True enough.  My problem with this is that it's the
first thing on your list.  For me, its importance is so
low that it's really just a footnote.  (More about this
below.)

> * AFs promote co-operation between organisations who
> wish to share data by allowing each organisation to
> continue to manage it's own vocabulary. Agreement
> centres on an architectural (or 'meta') schema to
> which the individual vocabularies can be mapped. Each
> party retains sovereignty over their own syntax,
> while having a architectural format to validate other
> documents against. AFs are useful where there's an
> agreement on the essential core, but not on
> non-essential data, or naming. (Also useful
> internally, e.g.  variations across a company)

Well, this implies that the "meta" schema must be
designed as a "meta" schema.  That's not true.  Any
DTD, including any DTD that wasn't designed to be a
meta schema, can be used as a "meta" schema.
"Meta"-ness is a perspective, not an inherent property.

Of course, you can do some extra interesting things if
you design a schema for use as a "meta" schema to begin
with.  Things like "attribute-type architectural
forms", AKA "common attributes".  This is one of the
standard "AFDR" enhancements that were made to the DTD
notation.

Speaking of architectural processors, you should
mention them, and I don't think you did.  The ability
to use plug-in processors for specific inherited
architectures is *the* key economic reason to use AFs,
in my opinion.  (More below.)

> * Because each company provides the mapping from its
> vocabulary to the architectural form, the work is
> distributed amongst the co-operating parties. This
> limits the number of transformations that need to be
> managed by a single party.

Interesting perspective.  I've never thought of it as a
way to distribute *work*; I've always thought of it as
a way to distribute *sovereignty* over vocabularies.

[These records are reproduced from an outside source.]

//! Run a native Discord poll described by a YAML config file.
//!
//! The library covers the whole lifecycle: loading `config.yml`, building the
//! poll payload, talking to the Discord REST API, waiting out the poll and
//! announcing the winning option.

pub mod client;
pub mod config;
pub mod duration;
pub mod error;
pub mod placeholder;
pub mod poll;
pub mod runner;
pub mod tally;
pub mod types;

pub use client::DiscordClient;
pub use config::{load_config, Config, ConfigBuilder, ConfigStatus, PollConfig, PollOption};
pub use error::{Error, Result};
pub use placeholder::Placeholders;
pub use runner::{PollRunner, RunOptions, RunReport};
pub use tally::{tally, PollOutcome};

/// Re-export commonly used types for convenience
pub mod prelude {
    pub use crate::client::DiscordClient;
    pub use crate::config::{Config, ConfigBuilder, PollOption};
    pub use crate::error::{Error, Result};
    pub use crate::placeholder::Placeholders;
    pub use crate::runner::{PollRunner, RunOptions, RunReport};
}
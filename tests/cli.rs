use std::fs;
use std::path::Path;
use std::process::{Command, Output};

/// Run the built binary inside `dir` with a clean environment
fn run_cli(dir: &Path, args: &[&str]) -> Output {
    Command::new(env!("CARGO_BIN_EXE_discordpoll"))
        .args(args)
        .current_dir(dir)
        .env_remove("DISCORDPOLL_CONFIG")
        .env_remove("DISCORDPOLL_TOKEN")
        .env_remove("DISCORDPOLL_CHANNEL_ID")
        .env("RUST_LOG", "info")
        .output()
        .expect("Failed to execute discordpoll")
}

fn stdout(output: &Output) -> String {
    String::from_utf8_lossy(&output.stdout).to_string()
}

fn stderr(output: &Output) -> String {
    String::from_utf8_lossy(&output.stderr).to_string()
}

const PREVIEW_CONFIG: &str = r#"
discord:
  token: "t"
  channelId: 42
poll:
  duration: "2d"
  question: "Where do we eat?"
  allowMultiselect: true
  options:
    - content: "Ramen"
      emojiName: "🍜"
      endMessage: "Ramen!"
    - content: "Curry"
      emojiId: "998877"
      endMessage: "Curry!"
"#;

#[test]
fn test_run_without_config_writes_template() {
    let dir = tempfile::tempdir().unwrap();
    let output = run_cli(dir.path(), &[]);

    assert!(output.status.success(), "stderr: {}", stderr(&output));
    let written = fs::read_to_string(dir.path().join("config.yml")).unwrap();
    assert!(written.contains("channelId"));
    assert!(stderr(&output).contains("wrote default config"));
}

#[test]
fn test_init_refuses_to_overwrite_without_force() {
    let dir = tempfile::tempdir().unwrap();
    let config = dir.path().join("poll.yml");
    let config_arg = config.to_str().unwrap();

    let first = run_cli(dir.path(), &["--config", config_arg, "init"]);
    assert!(first.status.success());
    assert!(stdout(&first).contains("Wrote"));

    fs::write(&config, "discord: {}\n").unwrap();
    let second = run_cli(dir.path(), &["--config", config_arg, "init"]);
    assert!(!second.status.success());
    assert!(stderr(&second).contains("already exists"));
    assert_eq!(fs::read_to_string(&config).unwrap(), "discord: {}\n");

    let forced = run_cli(dir.path(), &["--config", config_arg, "init", "--force"]);
    assert!(forced.status.success());
    assert_ne!(fs::read_to_string(&config).unwrap(), "discord: {}\n");
}

#[test]
fn test_preview_prints_payload() {
    let dir = tempfile::tempdir().unwrap();
    fs::write(dir.path().join("config.yml"), PREVIEW_CONFIG).unwrap();

    let output = run_cli(dir.path(), &["preview"]);
    assert!(output.status.success(), "stderr: {}", stderr(&output));

    insta::assert_snapshot!(stdout(&output).trim_end(), @r###"
    {
      "content": "",
      "poll": {
        "question": {
          "text": "Where do we eat?"
        },
        "answers": [
          {
            "poll_media": {
              "text": "Ramen",
              "emoji": {
                "name": "🍜"
              }
            }
          },
          {
            "poll_media": {
              "text": "Curry",
              "emoji": {
                "id": "998877"
              }
            }
          }
        ],
        "duration": 48,
        "allow_multiselect": true,
        "layout_type": 1
      }
    }
    "###);
}

#[test]
fn test_preview_rejects_too_many_options() {
    let dir = tempfile::tempdir().unwrap();
    let mut yaml = String::from("poll:\n  options:\n");
    for i in 0..11 {
        yaml.push_str(&format!("    - content: \"opt {}\"\n", i));
    }
    fs::write(dir.path().join("config.yml"), yaml).unwrap();

    let output = run_cli(dir.path(), &["preview"]);
    assert!(!output.status.success());
    assert!(stderr(&output).contains("poll.options has 11 entries"));
}

#[test]
fn test_run_with_missing_token_fails() {
    let dir = tempfile::tempdir().unwrap();
    fs::write(
        dir.path().join("config.yml"),
        "discord:\n  channelId: \"42\"\npoll:\n  options:\n    - content: \"a\"\n",
    )
    .unwrap();

    let output = run_cli(dir.path(), &["run"]);
    assert!(!output.status.success());
    assert!(stderr(&output).contains("discord.token is not set"));
}

#[test]
fn test_run_rejects_bad_wait_override() {
    let dir = tempfile::tempdir().unwrap();
    fs::write(dir.path().join("config.yml"), PREVIEW_CONFIG).unwrap();

    let output = run_cli(dir.path(), &["run", "--wait", "soon"]);
    assert!(!output.status.success());
    assert!(stderr(&output).contains("Invalid --wait value"));
}

/// Interrupt handling: the binary runs against a mock Discord and receives SIGINT
#[cfg(unix)]
mod interrupt {
    use super::*;
    use serde_json::json;
    use std::io::{BufRead, BufReader};
    use std::process::{Child, Stdio};
    use std::sync::mpsc::{self, Receiver};
    use std::thread::{self, JoinHandle};
    use std::time::{Duration, Instant};
    use wiremock::matchers::{body_json, body_partial_json, method, path};
    use wiremock::{Mock, MockServer, ResponseTemplate};

    const LINE_TIMEOUT: Duration = Duration::from_secs(20);

    fn poll_config(api_base: &str) -> String {
        format!(
            r#"
discord:
  token: "t"
  channelId: "123"
  apiBase: "{}"
poll:
  duration: "30s"
  question: "Where do we eat?"
  options:
    - content: "Ramen"
      endMessage: "Ramen!"
    - content: "Curry"
      endMessage: "Curry!"
"#,
            api_base
        )
    }

    fn poll_message(finalized: bool) -> serde_json::Value {
        json!({
            "id": "901",
            "channel_id": "123",
            "content": "",
            "poll": {
                "question": {"text": "Where do we eat?"},
                "answers": [
                    {"answer_id": 1, "poll_media": {"text": "Ramen"}},
                    {"answer_id": 2, "poll_media": {"text": "Curry"}}
                ],
                "allow_multiselect": false,
                "layout_type": 1,
                "results": {
                    "is_finalized": finalized,
                    "answer_counts": [{"id": 1, "count": 3, "me_voted": false}]
                }
            }
        })
    }

    async fn mount_poll_creation(server: &MockServer, announcements: u64) {
        Mock::given(method("GET"))
            .and(path("/channels/123"))
            .respond_with(
                ResponseTemplate::new(200).set_body_json(json!({"id": "123", "type": 0})),
            )
            .mount(server)
            .await;
        Mock::given(method("POST"))
            .and(path("/channels/123/messages"))
            .and(body_json(json!({"content": "Ramen!"})))
            .respond_with(
                ResponseTemplate::new(200)
                    .set_body_json(json!({"id": "902", "channel_id": "123", "content": "Ramen!"})),
            )
            .expect(announcements)
            .mount(server)
            .await;
        Mock::given(method("POST"))
            .and(path("/channels/123/messages"))
            .and(body_partial_json(json!({"content": "", "poll": {"duration": 1}})))
            .respond_with(ResponseTemplate::new(200).set_body_json(poll_message(false)))
            .expect(1)
            .mount(server)
            .await;
    }

    /// Start `run` in `dir` with stderr forwarded line by line
    fn spawn_run(dir: &Path) -> (Child, Receiver<String>, JoinHandle<String>) {
        let mut child = Command::new(env!("CARGO_BIN_EXE_discordpoll"))
            .arg("run")
            .current_dir(dir)
            .env_remove("DISCORDPOLL_CONFIG")
            .env_remove("DISCORDPOLL_TOKEN")
            .env_remove("DISCORDPOLL_CHANNEL_ID")
            .env("RUST_LOG", "info")
            .env("NO_COLOR", "1")
            .stdout(Stdio::piped())
            .stderr(Stdio::piped())
            .spawn()
            .expect("Failed to spawn discordpoll");

        let stderr = child.stderr.take().unwrap();
        let (tx, rx) = mpsc::channel();
        let reader = thread::spawn(move || {
            let mut all = String::new();
            for line in BufReader::new(stderr).lines().map_while(|l| l.ok()) {
                all.push_str(&line);
                all.push('\n');
                let _ = tx.send(line);
            }
            all
        });

        (child, rx, reader)
    }

    fn wait_for_line(lines: &Receiver<String>, needle: &str) {
        let deadline = Instant::now() + LINE_TIMEOUT;
        loop {
            let remaining = deadline.saturating_duration_since(Instant::now());
            match lines.recv_timeout(remaining) {
                Ok(line) if line.contains(needle) => return,
                Ok(_) => continue,
                Err(e) => panic!("no log line containing '{}': {}", needle, e),
            }
        }
    }

    /// Give the runtime a moment to install its SIGINT handler, then send one
    fn interrupt(child: &Child) {
        thread::sleep(Duration::from_millis(300));
        let status = Command::new("kill")
            .args(["-INT", &child.id().to_string()])
            .status()
            .expect("Failed to run kill");
        assert!(status.success());
    }

    #[tokio::test(flavor = "multi_thread")]
    async fn test_sigint_ends_wait_and_still_announces() {
        let server = MockServer::start().await;
        mount_poll_creation(&server, 1).await;
        Mock::given(method("POST"))
            .and(path("/channels/123/polls/901/expire"))
            .respond_with(ResponseTemplate::new(200).set_body_json(poll_message(false)))
            .expect(1)
            .mount(&server)
            .await;
        Mock::given(method("GET"))
            .and(path("/channels/123/messages/901"))
            .respond_with(ResponseTemplate::new(200).set_body_json(poll_message(true)))
            .expect(1)
            .mount(&server)
            .await;

        let dir = tempfile::tempdir().unwrap();
        fs::write(dir.path().join("config.yml"), poll_config(&server.uri())).unwrap();
        let work_dir = dir.path().to_path_buf();

        let (output, stderr) = tokio::task::spawn_blocking(move || {
            let (child, lines, reader) = spawn_run(&work_dir);
            wait_for_line(&lines, "poll running");
            interrupt(&child);
            let output = child.wait_with_output().unwrap();
            (output, reader.join().unwrap())
        })
        .await
        .unwrap();

        assert!(output.status.success(), "stderr: {}", stderr);
        assert!(stderr.contains("interrupted, ending the poll early"));
        let stdout = stdout(&output);
        assert!(stdout.contains(r#""interrupted": true"#), "stdout: {}", stdout);
        assert!(stdout.contains(r#""waited_secs": 0"#), "stdout: {}", stdout);
        assert!(stdout.contains(r#""expired": true"#), "stdout: {}", stdout);
        assert!(stdout.contains(r#""announcement": "Ramen!""#), "stdout: {}", stdout);

        server.verify().await;
    }

    #[tokio::test(flavor = "multi_thread")]
    async fn test_second_sigint_aborts_while_finishing() {
        let server = MockServer::start().await;
        mount_poll_creation(&server, 0).await;
        Mock::given(method("POST"))
            .and(path("/channels/123/polls/901/expire"))
            .respond_with(
                ResponseTemplate::new(200)
                    .set_body_json(poll_message(false))
                    .set_delay(Duration::from_secs(25)),
            )
            .expect(1)
            .mount(&server)
            .await;

        let dir = tempfile::tempdir().unwrap();
        fs::write(dir.path().join("config.yml"), poll_config(&server.uri())).unwrap();
        let work_dir = dir.path().to_path_buf();

        let started = Instant::now();
        let (output, stderr) = tokio::task::spawn_blocking(move || {
            let (child, lines, reader) = spawn_run(&work_dir);
            wait_for_line(&lines, "poll running");
            interrupt(&child);
            wait_for_line(&lines, "interrupted, ending the poll early");
            interrupt(&child);
            let output = child.wait_with_output().unwrap();
            (output, reader.join().unwrap())
        })
        .await
        .unwrap();

        assert!(!output.status.success(), "stderr: {}", stderr);
        assert!(started.elapsed() < Duration::from_secs(15));
        assert!(stderr.contains("interrupted again, aborting"));
        assert!(stderr.contains("Interrupted before the poll result was announced"));
        assert!(!stdout(&output).contains("interrupted"));

        let requests = server.received_requests().await.unwrap();
        assert!(requests.iter().all(|r| r.url.path() != "/channels/123/messages/901"));
        assert!(requests
            .iter()
            .all(|r| r.body_json::<serde_json::Value>().ok() != Some(json!({"content": "Ramen!"}))));
    }
}
use chrono::{Datelike, Local, NaiveDate};

/// Date placeholders substituted into user-facing poll text.
///
/// `%month%` and `%date%` expand to the unpadded month and day of month,
/// `%year%` to the four-digit year.
#[derive(Debug, Clone, PartialEq, Eq)]
pub struct Placeholders {
    year: String,
    month: String,
    date: String,
}

impl Placeholders {
    /// Placeholders for the current local date
    pub fn today() -> Self {
        Self::from_date(Local::now().date_naive())
    }

    /// Placeholders for a fixed date
    pub fn from_date(date: NaiveDate) -> Self {
        Self {
            year: date.year().to_string(),
            month: date.month().to_string(),
            date: date.day().to_string(),
        }
    }

    /// Replace every placeholder occurrence in `text`
    pub fn apply(&self, text: &str) -> String {
        text.replace("%year%", &self.year)
            .replace("%month%", &self.month)
            .replace("%date%", &self.date)
    }

    /// Apply to an optional value, keeping `None` as is
    pub fn apply_opt(&self, text: Option<&str>) -> Option<String> {
        text.map(|t| self.apply(t))
    }
}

> * Applications are designed to use the architectural
> form, and not the specific vocabularies. There is no
> need to manage local XSLT transforms as each instance
> document (+/- schema) defines it's own mapping.

OK, maybe this is where you're talking about modular,
plug-in, architecture-specific, semantic processors.  I
would be happier if you were more explicit about the
advantages of distributing the cost of such modules
among many applications, rather than implying that the
development of each application must shoulder the
entire burden of developing a semantic processing
system for each inherited architecture.

> * Having a common (architectural) format upon which
> to base processing is more flexible than trying to
> support multiple input formats (particularly when not
> all formats can be transformed into one another)

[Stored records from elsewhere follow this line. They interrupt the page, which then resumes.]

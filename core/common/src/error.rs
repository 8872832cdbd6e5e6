//! Common error types for StepSync.

use thiserror::Error;

/// Top-level error type for StepSync operations.
#[derive(Debug, Error)]
pub enum Error {
    /// Local persistence failed.
    #[error("Storage error: {0}")]
    Storage(String),

    /// I/O operation failed.
    #[error("I/O error: {0}")]
    Io(#[from] std::io::Error),

    /// Serialization or deserialization failed.
    #[error("Serialization error: {0}")]
    Serialization(String),

    /// Transport-level failure, or a success response that could not be parsed.
    #[error("Network error: {0}")]
    Network(String),

    /// The remote call did not complete in time.
    #[error("Request timed out after {0:?}")]
    Timeout(std::time::Duration),

    /// The server answered with a status worth retrying (5xx, 408, 429).
    #[error("Server error {status}: {body}")]
    Server { status: u16, body: String },

    /// The server refused the request; retrying will not help.
    #[error("Rejected by server ({status}): {message}")]
    Rejected { status: u16, message: String },

    /// Invalid input provided.
    #[error("Invalid input: {0}")]
    InvalidInput(String),

    /// A withdrawal asked for more than the local balance holds.
    #[error("Insufficient balance: requested {requested}, available {available}")]
    InsufficientBalance { requested: u64, available: u64 },

    /// Resource not found.
    #[error("Not found: {0}")]
    NotFound(String),

    /// Another open store already owns this state path.
    #[error("State at {0} is in use by another process")]
    Locked(String),

    /// The flush scheduler is gone or stopped answering.
    #[error("Scheduler error: {0}")]
    Scheduler(String),
}

impl From<serde_json::Error> for Error {
    fn from(err: serde_json::Error) -> Self {
        Error::Serialization(err.to_string())
    }
}

/// Result type alias using the common Error.
pub type Result<T> = std::result::Result<T, Error>;
//! Exclusive ownership of a state path.

use fs2::FileExt;
use std::fs::{File, OpenOptions};
use std::path::{Path, PathBuf};

use stepsync_common::{Error, Result};

/// Advisory lock on `<state>.lock`, held for as long as a store is open.
///
/// A store keeps its snapshot in memory between saves, so a second writer
/// on the same path would overwrite the other's queue on its next save.
/// The lock makes the second open fail instead.
#[derive(Debug)]
pub struct StateLock {
    _file: File,
    path: PathBuf,
}

impl StateLock {
    /// Take the lock for a state path without waiting.
    ///
    /// # Errors
    /// - `Locked` if another open store holds it
    /// - `Io` if the lock file cannot be opened
    pub fn acquire(state_path: &Path) -> Result<Self> {
        let path = lock_path(state_path);
        let file = OpenOptions::new()
            .create(true)
            .read(true)
            .write(true)
            .truncate(false)
            .open(&path)?;

        match file.try_lock_exclusive() {
            Ok(()) => Ok(Self { _file: file, path }),
            Err(e) if e.kind() == fs2::lock_contended_error().kind() => Err(Error::Locked(
                state_path.display().to_string(),
            )),
            Err(e) => Err(Error::Io(e)),
        }
    }

    /// Path of the lock file.
    pub fn path(&self) -> &Path {
        &self.path
    }
}

fn lock_path(state_path: &Path) -> PathBuf {
    let mut name = state_path
        .file_name()
        .map(|n| n.to_os_string())
        .unwrap_or_else(|| "state".into());
    name.push(".lock");
    state_path.with_file_name(name)
}
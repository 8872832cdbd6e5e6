//! Common types shared across the StepSync crates.
//!
//! This module holds the error taxonomy and the on-device data model: the
//! local state snapshot and the operations that wait in the outbox until
//! the remote authority confirms them.

pub mod error;
pub mod types;

pub use error::{Error, Result};
pub use types::{
    LocalState, Operation, OperationKind, OutboxItem, StepsPayload, WalletId, WalletPayload,
    WithdrawPayload,
};
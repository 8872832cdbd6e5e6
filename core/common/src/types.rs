//! Data model shared by the store, the outbox and the sync engine.

use chrono::{DateTime, Utc};
use serde::{Deserialize, Serialize};
use std::fmt;
use uuid::Uuid;

/// Opaque identifier of a payout destination.
///
/// Either assigned by the remote authority or generated locally as a
/// placeholder until the authority answers.
#[derive(Debug, Clone, PartialEq, Eq, Hash, Serialize, Deserialize)]
#[serde(try_from = "String", into = "String")]
pub struct WalletId(String);

impl WalletId {
    /// Create a new WalletId from a string.
    ///
    /// # Errors
    /// - Returns error if id is empty or only whitespace
    pub fn new(id: impl Into<String>) -> crate::Result<Self> {
        let id = id.into();
        if id.trim().is_empty() {
            return Err(crate::Error::InvalidInput(
                "WalletId cannot be empty".to_string(),
            ));
        }
        Ok(Self(id))
    }

    /// Build `PREFIX-SUFFIX`; never empty, so it cannot fail.
    pub fn with_prefix(prefix: &str, suffix: &str) -> Self {
        Self(format!("{}-{}", prefix, suffix))
    }

    /// Get the inner string value.
    pub fn as_str(&self) -> &str {
        &self.0
    }
}

impl TryFrom<String> for WalletId {
    type Error = crate::Error;

    fn try_from(id: String) -> crate::Result<Self> {
        Self::new(id)
    }
}

impl From<WalletId> for String {
    fn from(id: WalletId) -> Self {
        id.0
    }
}

impl fmt::Display for WalletId {
    fn fmt(&self, f: &mut fmt::Formatter<'_>) -> fmt::Result {
        write!(f, "{}", self.0)
    }
}

/// The device's authoritative snapshot.
///
/// `counter` and `balance` are persisted independently. Once the remote
/// authority has answered, no arithmetic relation between them is assumed:
/// the server may convert steps at a different rate.
#[derive(Debug, Clone, Default, PartialEq, Eq, Serialize, Deserialize)]
#[serde(default)]
pub struct LocalState {
    /// Accumulated step count.
    pub counter: u64,
    /// Reward balance derived from steps, overwritable by the remote authority.
    pub balance: u64,
    /// Payout destination, if one has been assigned or generated.
    pub wallet_id: Option<WalletId>,
    /// Whether a login succeeded and has not been revoked.
    pub session_active: bool,
}

impl LocalState {
    /// Apply an optimistic step increment.
    ///
    /// One balance unit is earned every time the counter crosses a multiple
    /// of `steps_per_coin` (a value of zero is treated as one).
    ///
    /// # Returns
    /// The number of balance units earned by this increment.
    pub fn record_steps(&mut self, delta: u64, steps_per_coin: u64) -> u64 {
        let per_coin = steps_per_coin.max(1);
        let before = self.counter;
        self.counter = before.saturating_add(delta);
        let earned = self.counter / per_coin - before / per_coin;
        self.balance = self.balance.saturating_add(earned);
        earned
    }

    /// Apply an optimistic withdrawal debit.
    ///
    /// # Errors
    /// - `InsufficientBalance` if `amount` exceeds the balance; state is untouched
    pub fn debit(&mut self, amount: u64) -> crate::Result<()> {
        if amount > self.balance {
            return Err(crate::Error::InsufficientBalance {
                requested: amount,
                available: self.balance,
            });
        }
        self.balance -= amount;
        Ok(())
    }
}

/// Payload of a step increment, with the local values at the time it was made.
#[derive(Debug, Clone, PartialEq, Eq, Serialize, Deserialize)]
pub struct StepsPayload {
    pub delta: u64,
    pub counter_snapshot: u64,
    pub balance_snapshot: u64,
    pub wallet_snapshot: Option<WalletId>,
}

impl StepsPayload {
    /// Capture a payload from the current (already incremented) state.
    pub fn from_state(state: &LocalState, delta: u64) -> Self {
        Self {
            delta,
            counter_snapshot: state.counter,
            balance_snapshot: state.balance,
            wallet_snapshot: state.wallet_id.clone(),
        }
    }
}

/// Payload of a withdrawal request.
#[derive(Debug, Clone, PartialEq, Eq, Serialize, Deserialize)]
pub struct WithdrawPayload {
    /// Address the funds go to.
    pub destination: String,
    pub amount: u64,
    /// Wallet the funds are taken from.
    pub wallet_snapshot: Option<WalletId>,
}

/// Payload of a wallet assignment request.
#[derive(Debug, Clone, Default, PartialEq, Eq, Serialize, Deserialize)]
pub struct WalletPayload {
    #[serde(default, skip_serializing_if = "Option::is_none")]
    pub hint: Option<String>,
}

/// A mutation that must be confirmed by the remote authority.
#[derive(Debug, Clone, PartialEq, Eq, Serialize, Deserialize)]
#[serde(tag = "type", content = "payload", rename_all = "snake_case")]
pub enum Operation {
    CounterIncrement(StepsPayload),
    WithdrawalRequest(WithdrawPayload),
    WalletAssignment(WalletPayload),
}

impl Operation {
    /// Get the kind of this operation.
    pub fn kind(&self) -> OperationKind {
        match self {
            Operation::CounterIncrement(_) => OperationKind::CounterIncrement,
            Operation::WithdrawalRequest(_) => OperationKind::WithdrawalRequest,
            Operation::WalletAssignment(_) => OperationKind::WalletAssignment,
        }
    }
}

/// Fieldless mirror of [`Operation`], for logs and reports.
#[derive(Debug, Clone, Copy, PartialEq, Eq, Hash, Serialize, Deserialize)]
#[serde(rename_all = "snake_case")]
pub enum OperationKind {
    CounterIncrement,
    WithdrawalRequest,
    WalletAssignment,
}

impl fmt::Display for OperationKind {
    fn fmt(&self, f: &mut fmt::Formatter<'_>) -> fmt::Result {
        let name = match self {
            OperationKind::CounterIncrement => "counter_increment",
            OperationKind::WithdrawalRequest => "withdrawal_request",
            OperationKind::WalletAssignment => "wallet_assignment",
        };
        f.write_str(name)
    }
}

/// A pending mutation awaiting confirmation.
///
/// Fields are only readable: an item never changes after it is built.
#[derive(Debug, Clone, PartialEq, Eq, Serialize, Deserialize)]
pub struct OutboxItem {
    id: String,
    operation: Operation,
    enqueued_at: DateTime<Utc>,
}

impl OutboxItem {
    /// Wrap an operation, stamped with the current time.
    pub fn new(operation: Operation) -> Self {
        Self::at(operation, Utc::now())
    }

    /// Wrap an operation with an explicit timestamp.
    pub fn at(operation: Operation, enqueued_at: DateTime<Utc>) -> Self {
        Self {
            id: Uuid::new_v4().to_string(),
            operation,
            enqueued_at,
        }
    }

    /// Unique ID for this item.
    pub fn id(&self) -> &str {
        &self.id
    }

    pub fn operation(&self) -> &Operation {
        &self.operation
    }

    pub fn kind(&self) -> OperationKind {
        self.operation.kind()
    }

    /// When the operation was first attempted.
    pub fn enqueued_at(&self) -> DateTime<Utc> {
        self.enqueued_at
    }

    /// Epoch milliseconds, the `ts` field the remote service expects.
    pub fn ts_millis(&self) -> i64 {
        self.enqueued_at.timestamp_millis()
    }
}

> * Attribute defaulting makes AFs very simple to use
> with DTDs

> * AFs are useful where Format A cannot be properly
> transformed into Format B, and also where only a
> subset of either Format A or B is required for a
> particular process.

I don't understand the relevance of the first clause
("useful where Format A cannot be properly transformed
into Format B").  The second clause is certainly
correct.

> * An individual schema may reference multiple
> architectures. This allows data to be re-used in
> multiple environments. The alternative is to produce
> data in multiple formats dependent on its expected
> use.

For me, the interesting thing about referencing
multiple architectures is that the semantic processing
logic associated with each referenced architecture can
be purchased and plugged into the application as a
re-usable software module.  Each referenced
architecture is money saved, and software
maturity/reliability gained.

> * While AFs can help facilitate co-operation, if
> there is already a single, or primary vocabulary then
> there is little additional benefit to be gained from
> applying them. They're needlessly 'meta'.

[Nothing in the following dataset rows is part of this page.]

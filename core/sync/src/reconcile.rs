//! Reconciliation of authoritative responses into local state.
//!
//! Everything here is pure: functions take the current state and return the
//! next one, leaving persistence to the engine.

use tracing::debug;

use stepsync_common::{LocalState, Operation, WalletId};

use crate::remote::{RemoteResponse, WalletResponse};

/// Length of the random part of a placeholder wallet ID.
pub const PLACEHOLDER_SUFFIX_LEN: usize = 10;

const PLACEHOLDER_ALPHABET: &[u8] = b"ABCDEFGHIJKLMNOPQRSTUVWXYZ0123456789";

/// Generate a stand-in wallet ID: `PREFIX-` plus ten characters of `[A-Z0-9]`.
pub fn placeholder_wallet_id(prefix: &str) -> WalletId {
    let suffix: String = (0..PLACEHOLDER_SUFFIX_LEN)
        .map(|_| {
            let index = rand::random_range(0..PLACEHOLDER_ALPHABET.len());
            PLACEHOLDER_ALPHABET[index] as char
        })
        .collect();
    let prefix = if prefix.is_empty() { "WALLET" } else { prefix };
    WalletId::with_prefix(prefix, &suffix)
}

/// Merge a success response into local state.
///
/// Fields present in the response replace the local value outright; the
/// remote count is the source of truth once acknowledged. Absent fields
/// leave local values untouched.
pub fn reconcile(state: &LocalState, response: &RemoteResponse) -> LocalState {
    let mut next = state.clone();

    match response {
        RemoteResponse::Steps(r) => {
            replace(&mut next.counter, r.steps, "counter");
            replace(&mut next.balance, r.doge, "balance");
        }
        RemoteResponse::Withdraw(r) => {
            // The optimistic debit is already in `balance`; only an explicit
            // authoritative value changes it.
            replace(&mut next.balance, r.doge, "balance");
        }
        RemoteResponse::Wallet(r) => {
            if let Some(address) = assigned_address(r) {
                debug!("Wallet assigned by server: {}", address);
                next.wallet_id = Some(address);
            }
        }
        RemoteResponse::Status(r) => {
            replace(&mut next.counter, r.steps, "counter");
            replace(&mut next.balance, r.doge, "balance");
            if let Some(wallet) = r.wallet.as_deref().and_then(|w| WalletId::new(w).ok()) {
                next.wallet_id = Some(wallet);
            }
        }
    }

    next
}

/// Reconcile an answer to a call made directly by the user.
///
/// Same as [`reconcile`], except that a wallet request answered without an
/// address still leaves the user with a fresh placeholder; nothing is queued
/// for it, since the server did answer.
pub fn confirm(state: &LocalState, response: &RemoteResponse, wallet_prefix: &str) -> LocalState {
    let mut next = reconcile(state, response);
    if let RemoteResponse::Wallet(r) = response {
        if assigned_address(r).is_none() {
            next.wallet_id = Some(placeholder_wallet_id(wallet_prefix));
        }
    }
    next
}

/// Local consequence of an operation the remote did not confirm.
///
/// A wallet request installs a placeholder right away so the user has an
/// address to show; the authoritative one overwrites it once a flush lands.
/// Other operations already carry their optimistic effect.
pub fn defer(state: &LocalState, operation: &Operation, wallet_prefix: &str) -> LocalState {
    let mut next = state.clone();
    if let Operation::WalletAssignment(_) = operation {
        let placeholder = placeholder_wallet_id(wallet_prefix);
        debug!("Installing placeholder wallet {}", placeholder);
        next.wallet_id = Some(placeholder);
    }
    next
}

fn assigned_address(response: &WalletResponse) -> Option<WalletId> {
    response
        .address
        .as_deref()
        .and_then(|address| WalletId::new(address).ok())
}

fn replace(field: &mut u64, authoritative: Option<u64>, name: &str) {
    if let Some(value) = authoritative {
        if *field != value {
            debug!("Server overrides {}: {} -> {}", name, field, value);
        }
        *field = value;
    }
}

To have a single common DTD is perforce to have a
meta-DTD.  All you have to do is reference it as such.
It is not "needlessly meta".  It's already "meta"
whenever you decide to regard it as "meta".  You make
that decision whenever you start needing your first
local variation, and you still want to retain
interoperability with everyone else who is still using
the common DTD, or any AF-driven local variation
thereof.  Regardless of whether it's used as a
"meta"-DTD or as a plain-vanilla DTD, the common DTD
defines what is being interchanged.

> * A corollary to the above seems to be that if none
> of the parties attempting to co-operate already has
> an XML standard, then defining a single vocabulary
> seems to be a valid starting point.

Damn right!

> * AFs are also applicable for achieving reuse across
> horizontal vocabularies (and in this regard appear to
> directly overlap with the goals for XML
> Namespaces). For example linking semantics are fairly
> clear-cut, yet no-one seems keen to have to apply the
> same names to linking elements.

> * AFs can be used to map between schemas, but only if
> the schemas are designed for this, or are very
> similar.

Well, uh, I think it's much clearer and more accurate
to say:

* Either the two DTDs inherit a common architecture, or

* one of the DTDs inherits the other.

In other words, either they are both designed as
specializations of a common DTD, or one is designed as
a specialization of the other.

> * AFs are primarily a way to indicate that particular
> elements in different vocabularies share semantics,
> where the semantics being shared are very general
> (linking, inclusion, etc).

There is no generality requirement.  The shared
semantics can be just as specialized as anybody wants
them to be.  It's true that standards that use AFs,
such as the ISO/IEC 10744:1997 "HyTime" standard, tend
to be very generalized, but that's because of the
requirements for which their architectures are
designed.

> * Neither AFs nor XSLT are true general XML
> transformation languages.  XSLT offer many more
> transformation features that AFs, however
> transformation isn't the real aim of AFs. 'Mapping'
> might be a better way to put it.

Right.  But this whole "transformation" thing is a red
herring.  It was never the point of AFs.  The
transformation thing just a side-effect of the
methodology used to implement parsers that can support
the needs of re-usable, architecture-specific semantic
processing modules, such as "HyTime engines".

> * An advantage of AFs is that they can be implemented
> very simply, and work in a streaming mode (e.g. as a
> SAX Filter). XSLT cannot; however XSLT can also be
> used to implement architectural mapping, cf APEX

> * AFs can be used to implement I18N of
> vocabularies. Mapping element/attribute names to/from
> their original language.

That's interesting.  I didn't realize that.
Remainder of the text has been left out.